Posted: **Sun Oct 16, 2005 6:18 am**

by **SRX**

my method is

if n ==6

then

1. 1 2 3 4 5 6

( n=6=even , so copy ar[1]..ar[3] to ar[0].., then n/=2 )

2. 2 4 6

( n==3==odd , so copy ar[end] to ar[0] , then copy ar[1]..a[3]....to ar[

1]... )

3 6 4

4 4

but it is too slow

can someone give me some hint , thanks

Posted: **Sun Oct 16, 2005 6:37 am**

by **Jan**

Just evaluate the values upto 50. And you will get an easy sequence. If you still dont find it then I will tell you.

Posted: **Sun Oct 16, 2005 6:40 am**

by **Cho**

It's exactly the

Josephus Problem. It's quite well known in the programing contest community.

Posted: **Sun Oct 16, 2005 7:02 am**

by **SRX**

Anonymous wrote:Jan wrote:Just evaluate the values upto 50. And you will get a easy sequence. If you still dont find it then I will tell you.

thanks jan

I found "+2 sequence"

sorry , I forgot to login

### 10940 - Throwing cards away II

Posted: **Sun Oct 23, 2005 7:28 pm**

by **asif_rahman0**

**got accepted**

Posted: **Sun Oct 23, 2005 9:15 pm**

by **Raj Ariyan**

HI asif_rahman0,

Did u noticed abt ur time complexity ? n ≤ 500000 and also there are 500000 lines of input. Actually the problem doesnt need array. Its a well known ** Josephus ** problem. So it will be helpful if u read those things. Hope it helps. Good Luck.

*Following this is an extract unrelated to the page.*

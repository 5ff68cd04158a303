pub mod job;
pub mod label;
pub mod status;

Posted: **Sun Oct 23, 2005 10:14 pm**

by **asif_rahman0**

hi Raj_ariyan u r right.

i also know that.

but i always try something different.ok

first time i was bit complex with my code...but after ur wrote i thought

another different way... & finaly i got accepted(0.56sec).

may be its too much but i think its creative:)

am i right ????

my algo is:

1) find power of 2^(0<i<20)that is smaller than the given number

2) then calculate power of 2^(i-1)

3) then minus this number from given value (eg. n=19 value=19-16=3

so 3*2=6 result is 6)

Posted: **Sun Oct 23, 2005 10:16 pm**

by **Antonio Ocampo**

asif_rahman0 wrote:my algo is:

1) find power of 2^(0<i<20)that is smaller than the given number

2) then calculate power of 2^(i-1)

3) then minus this number from given value (eg. n=19 value=19-16=3

so 3*2=6 result is 6)

Hi, what happened when n-2^(i-1)=0??

Hope it helps

Posted: **Sun Oct 23, 2005 10:18 pm**

by **Antonio Ocampo**

asif_rahman0 wrote:my algo is:

1) find power of 2^(0<i<20)that is smaller than the given number

2) then calculate power of 2^(i-1)

3) then minus this number from given value (eg. n=19 value=19-16=3

so 3*2=6 result is 6)

Hi, what happened when n-2^(i-1)=0??

Hope it helps

Posted: **Mon Oct 24, 2005 12:55 am**

by **asif_rahman0**

hi antonio,

look at my code segment ...ok:

for(i=0;i<20;i++){

v=pow(2.00,(double)i);

if(no<=v){

break;

}

}

double f=pow(2.00,(double)i-1.00);

hope it works:)...kemon!!!!!

### Just solve

Posted: **Sun Nov 27, 2005 2:13 pm**

by **Tanu**

Hi solvers I've just solve this problem....

I found a sequence...

from starting at n=2

2,2,4,2,4,8,10,12,14,16,2,4,8,10,12,14,16,18,20,22,24,26,28,30,32,2,4,...........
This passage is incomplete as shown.